In spite of brilliant scholarship, an outstanding personality, good looks, and wealth, she was not invited to belong to any sorority, and with others of her race she lived in a rooming house on the edge of the campus. It was the first time I came up against anti-Semitism.

The only benefits those two years at college brought me was my friendship with Rayna and my own sense of complete independence. It was at the time when I was going hungry and becoming increasingly unpopular that I first met her.

There were not more than a dozen people in the writing club I had joined and Rayna and Raph, the boy to whom she was engaged, had been going over the stories turned in for the college magazine when they came across mine.
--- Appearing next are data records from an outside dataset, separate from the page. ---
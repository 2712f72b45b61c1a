//! Kestrel CLI binary entry point.

use anyhow::Result;
use clap::Parser;
use kestrel_cli::Cli;
use tracing_subscriber::EnvFilter;

#[tokio::main]
async fn main() -> Result<()> {
    let cli = Cli::parse();
    let filter = EnvFilter::try_from_default_env()
        .unwrap_or_else(|_| EnvFilter::new(if cli.verbose { "debug" } else { "warn" }));
    tracing_subscriber::fmt()
        .with_env_filter(filter)
        .with_writer(std::io::stderr)
        .init();

    cli.run().await
}
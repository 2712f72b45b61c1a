//! Kestrel CLI application: resolves config, wires providers, tools, and
//! project facts into a conversation, and drives it from the terminal.

pub use cmd::{Cli, Command};

pub mod cmd;
pub mod config;
pub mod facts;
pub mod repl;
pub mod session;
pub mod terminal;
pub mod tools;
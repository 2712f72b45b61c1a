//! LLM provider adapters for Kestrel.
//!
//! One adapter per backend family, each translating the generic request
//! into its wire format and its replies into the normalized chunk
//! vocabulary. `Provider` dispatches over them and `ProviderManager` holds
//! the named registry.

pub use catalog::Catalog;
pub use claude::Claude;
pub use config::{BackendConfig, OllamaConfig, ProviderConfig, RemoteConfig};
pub use gemini::Gemini;
pub use http::HttpProvider;
pub use manager::{ProviderEntry, ProviderManager};
pub use ollama::Ollama;
pub use openai::OpenAI;
pub use provider::{Provider, build_provider};
pub use reqwest::Client;

mod catalog;
pub mod claude;
mod config;
pub mod gemini;
pub mod http;
mod manager;
pub mod ollama;
pub mod openai;
mod provider;
pub mod sse;

/// A fresh call id for backends that do not assign one.
fn tool_id() -> compact_str::CompactString {
    compact_str::format_compact!("call_{}", ulid::Ulid::new())
}
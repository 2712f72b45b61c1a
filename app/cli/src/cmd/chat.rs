//! Interactive chat REPL command.

use crate::{repl::ChatRepl, session, terminal};
use anyhow::Result;

/// Enter the interactive REPL.
pub async fn run(options: &session::Options) -> Result<()> {
    let (conversation, events) = session::conversation(options)?;
    let renderer = terminal::spawn_renderer(events);

    let mut repl = ChatRepl::new(conversation)?;
    let result = repl.run().await;

    drop(repl);
    let _ = renderer.await;
    result
}
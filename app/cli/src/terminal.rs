//! Terminal rendering of conversation events and permission prompts.

use kcore::{BlockStart, StreamChunk, ToolEvent, ToolEventKind};
use runtime::{Decision, Event, PermissionRequest};
use std::io::{self, BufRead, Write};
use tokio::{
    sync::{mpsc, oneshot},
    task::JoinHandle,
};

/// Longest tool result preview printed, in characters.
const PREVIEW_CHARS: usize = 120;

/// Spawn the task that renders events until every sender is gone.
pub fn spawn_renderer(mut events: mpsc::UnboundedReceiver<Event>) -> JoinHandle<()> {
    tokio::spawn(async move {
        let mut answers = AnswerReader::default();
        while let Some(event) = events.recv().await {
            match event {
                Event::Chunk(chunk) => render_chunk(&chunk),
                Event::Permission(request) => prompt(request, &mut answers).await,
            }
        }
    })
}

fn render_chunk(chunk: &StreamChunk) {
    match chunk {
        StreamChunk::ContentBlockDelta { .. } => {
            if let Some(text) = chunk.delta_text() {
                print!("{text}");
                std::io::stdout().flush().ok();
            }
        }
        StreamChunk::ContentBlockStart {
            block: BlockStart::ToolUse { name, .. },
            ..
        } => println!("\n[tool] {name}"),
        StreamChunk::ToolCompletion(event) => render_tool(event),
        StreamChunk::Error { message } => eprintln!("\nError: {message}"),
        _ => {}
    }
}

fn render_tool(event: &ToolEvent) {
    match event.kind {
        ToolEventKind::TaskStart => {}
        ToolEventKind::Start => {
            let arguments = serde_json::to_string(&event.arguments).unwrap_or_default();
            println!("[run] {} {}", event.name, preview(&arguments));
        }
        ToolEventKind::Complete => {
            let result = event.result.as_deref().unwrap_or_default();
            println!("[done] {} {}", event.name, preview(result));
        }
        ToolEventKind::Error => {
            let error = event.error.as_deref().unwrap_or_default();
            println!("[failed] {} {}", event.name, preview(error));
        }
    }
}

/// First line of `text`, cut to [`PREVIEW_CHARS`].
pub fn preview(text: &str) -> String {
    let line = text.lines().next().unwrap_or_default();
    let mut preview: String = line.chars().take(PREVIEW_CHARS).collect();
    if preview.len() < line.len() || text.lines().nth(1).is_some() {
        preview.push_str(" ...");
    }
    preview
}

/// Reads operator answers from stdin on a detached thread.
///
/// A blocking stdin read cannot be interrupted, so a read left behind by a
/// withdrawn prompt stays pending and is picked up by the next prompt.
/// A line that arrived while no prompt was showing is discarded.
#[derive(Default)]
struct AnswerReader {
    pending: Option<oneshot::Receiver<io::Result<String>>>,
}

impl AnswerReader {
    /// Wait for the next answer line.
    async fn next(&mut self) -> io::Result<String> {
        if let Some(pending) = self.pending.as_mut()
            && !matches!(pending.try_recv(), Err(oneshot::error::TryRecvError::Empty))
        {
            self.pending = None;
        }

        let pending = self.pending.get_or_insert_with(|| {
            let (tx, rx) = oneshot::channel();
            std::thread::spawn(move || {
                let mut line = String::new();
                let read = io::stdin().lock().read_line(&mut line).map(|_| line);
                let _ = tx.send(read);
            });
            rx
        });
        let answer = pending
            .await
            .unwrap_or_else(|_| Err(io::Error::other("stdin reader stopped")));
        self.pending = None;
        answer
    }
}

/// Ask the operator about `request` and answer it.
///
/// The prompt is withdrawn if the gate stops waiting, e.g. when the turn is
/// cancelled.
async fn prompt(mut request: PermissionRequest, answers: &mut AnswerReader) {
    println!(
        "\n[permission] {} wants to run ({} risk, {} of {})",
        request.call.name, request.risk, request.position, request.total
    );
    for (key, value) in &request.call.input {
        let value = value
            .as_str()
            .map(str::to_owned)
            .unwrap_or_else(|| value.to_string());
        println!("  {key}: {}", preview(&value));
    }
    for reason in &request.reasons {
        println!("  - {reason}");
    }
    print!("Allow? [y]es / [a]lways / [n]o: ");
    io::stdout().flush().ok();

    let answer = tokio::select! {
        biased;
        _ = request.responder.closed() => {
            println!("\n[permission] request withdrawn");
            return;
        }
        answer = answers.next() => answer,
    };

    let decision = match answer {
        Ok(line) => parse_answer(&line),
        Err(e) => {
            tracing::warn!("failed to read permission answer: {e}");
            Decision::Deny
        }
    };
    request.responder.respond(decision);
}

/// Map an operator answer to a decision. Anything unrecognised denies.
pub fn parse_answer(line: &str) -> Decision {
    match line.trim().to_lowercase().as_str() {
        "y" | "yes" => Decision::Approve,
        "a" | "always" => Decision::ApproveAndRemember,
        _ => Decision::Deny,
    }
}
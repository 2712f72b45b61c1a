//! Tool registry and dispatch.

use compact_str::CompactString;
use kcore::{Tool, ToolCall};
use std::{collections::BTreeMap, fmt, future::Future, pin::Pin, sync::Arc};

/// A type-erased async tool handler.
pub type Handler = Arc<
    dyn Fn(ToolCall) -> Pin<Box<dyn Future<Output = anyhow::Result<String>> + Send>>
        + Send
        + Sync,
>;

/// Output of one tool execution.
#[derive(Debug, Clone, PartialEq, Eq)]
pub struct ToolOutput {
    /// Result text handed back to the model.
    pub content: String,
    /// Whether the call failed.
    pub is_error: bool,
}

impl ToolOutput {
    /// A successful result.
    pub fn ok(content: impl Into<String>) -> Self {
        Self {
            content: content.into(),
            is_error: false,
        }
    }

    /// A failed result.
    pub fn error(content: impl Into<String>) -> Self {
        Self {
            content: content.into(),
            is_error: true,
        }
    }
}

/// Tool definitions with their handlers.
#[derive(Clone, Default)]
pub struct Toolbox {
    tools: BTreeMap<CompactString, (Tool, Handler)>,
}

impl Toolbox {
    /// An empty toolbox.
    pub fn new() -> Self {
        Self::default()
    }

    /// Register a tool with its handler, replacing any tool of the same name.
    pub fn register<F, Fut>(&mut self, tool: Tool, handler: F)
    where
        F: Fn(ToolCall) -> Fut + Send + Sync + 'static,
        Fut: Future<Output = anyhow::Result<String>> + Send + 'static,
    {
        let name = tool.name.clone();
        let handler: Handler = Arc::new(move |call| Box::pin(handler(call)));
        self.tools.insert(name, (tool, handler));
    }

    /// Tool definitions, sorted by name.
    pub fn tools(&self) -> Vec<Tool> {
        self.tools.values().map(|(tool, _)| tool.clone()).collect()
    }

    /// Whether a tool named `name` is registered.
    pub fn contains(&self, name: &str) -> bool {
        self.tools.contains_key(name)
    }

    /// Number of registered tools.
    pub fn len(&self) -> usize {
        self.tools.len()
    }

    /// Whether no tools are registered.
    pub fn is_empty(&self) -> bool {
        self.tools.is_empty()
    }

    /// Run `call`. Unknown tools and handler failures become error results.
    pub async fn dispatch(&self, call: ToolCall) -> ToolOutput {
        let Some((_, handler)) = self.tools.get(call.name.as_str()) else {
            tracing::warn!("model called unknown tool {}", call.name);
            return ToolOutput::error(format!("function {} not available", call.name));
        };

        let name = call.name.clone();
        match handler(call).await {
            Ok(content) => ToolOutput::ok(content),
            Err(e) => {
                tracing::debug!("tool {name} failed: {e:#}");
                ToolOutput::error(format!("{e:#}"))
            }
        }
    }
}

impl fmt::Debug for Toolbox {
    fn fmt(&self, f: &mut fmt::Formatter<'_>) -> fmt::Result {
        f.debug_list().entries(self.tools.keys()).finish()
    }
}
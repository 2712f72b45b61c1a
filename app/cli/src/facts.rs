//! Project facts for the system prompt: file list and memory file.

use crate::config::SessionConfig;
use compact_str::CompactString;
use runtime::SessionFacts;
use std::{
    collections::VecDeque,
    path::{Path, PathBuf},
};

/// Directories never listed.
const SKIP_DIRS: &[&str] = &["target", "node_modules", "__pycache__", "dist", "build"];

/// Gather session facts for `root`.
pub fn collect(
    root: &Path,
    provider: impl Into<CompactString>,
    model: impl Into<CompactString>,
    session: &SessionConfig,
) -> SessionFacts {
    SessionFacts {
        provider: provider.into(),
        model: model.into(),
        root: root.to_owned(),
        files: scan_files(root, session.max_files),
        memory: read_memory(root, &session.memory_file),
    }
}

/// List up to `max` project files relative to `root`, breadth first.
///
/// Hidden entries and build output directories are skipped. Entries of
/// each directory are visited in name order.
pub fn scan_files(root: &Path, max: usize) -> Vec<String> {
    let mut files = Vec::new();
    let mut queue = VecDeque::from([PathBuf::new()]);
    while let Some(dir) = queue.pop_front() {
        let entries = match std::fs::read_dir(root.join(&dir)) {
            Ok(entries) => entries,
            Err(e) => {
                tracing::debug!("skipping {}: {e}", dir.display());
                continue;
            }
        };

        let mut entries: Vec<_> = entries.filter_map(|entry| entry.ok()).collect();
        entries.sort_by_key(|entry| entry.file_name());
        for entry in entries {
            let name = entry.file_name();
            let name = name.to_string_lossy();
            if name.starts_with('.') {
                continue;
            }
            let relative = dir.join(name.as_ref());
            let Ok(kind) = entry.file_type() else {
                continue;
            };
            if kind.is_dir() {
                if !SKIP_DIRS.contains(&name.as_ref()) {
                    queue.push_back(relative);
                }
            } else {
                if files.len() == max {
                    return files;
                }
                files.push(relative.to_string_lossy().replace('\\', "/"));
            }
        }
    }
    files
}

/// Read the project memory file, if present and non-empty.
pub fn read_memory(root: &Path, file: &str) -> Option<String> {
    if file.is_empty() {
        return None;
    }
    let path = root.join(file);
    match std::fs::read_to_string(&path) {
        Ok(memory) if !memory.trim().is_empty() => Some(memory),
        Ok(_) => None,
        Err(e) => {
            tracing::debug!("no project memory at {}: {e}", path.display());
            None
        }
    }
}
You remember, it was the story on going hungry. Rayna was enthusiastic and we felt we knew each other immediately. The first night we met, the three of us went to a restaurant and sat over coffee for hours. Rayna herself did not write, but Raph did, and she was an energetic critic.

I do not know what her ambition was at that time, if she had any. She was in love and she saw things through Raph’s eyes. Or rather she did the studying, the thinking, and tried to guide his thought. Everything she did was for him, and she poured her glowing love out upon him, and all the wealth of her mind and heart. He writes Broadway plays now and has a yacht and a penthouse apartment. But that is not what she wanted for him. She was avid for knowledge and for beauty, and what she wanted him to be was a great novelist who would increase the world’s store of beauty.

She was not particularly interested in the social problem then, nor was she for many years. In the light of the story told in Personal History it is interesting to think of her as she was when I knew her.

The joy and happiness of those days is still with me. We took long walks over the prairie. We picnicked with our books and a phonograph, playing some Beethoven symphony under the limitless sky while the smell of sweet clover filled the air and the meadow larks pierced the quiet with their songs. And now her dust, in an urn, reposes in Moscow, and I alone pray for her soul, for I am the only one she knew who has a faith in the resurrection of the body and the life everlasting.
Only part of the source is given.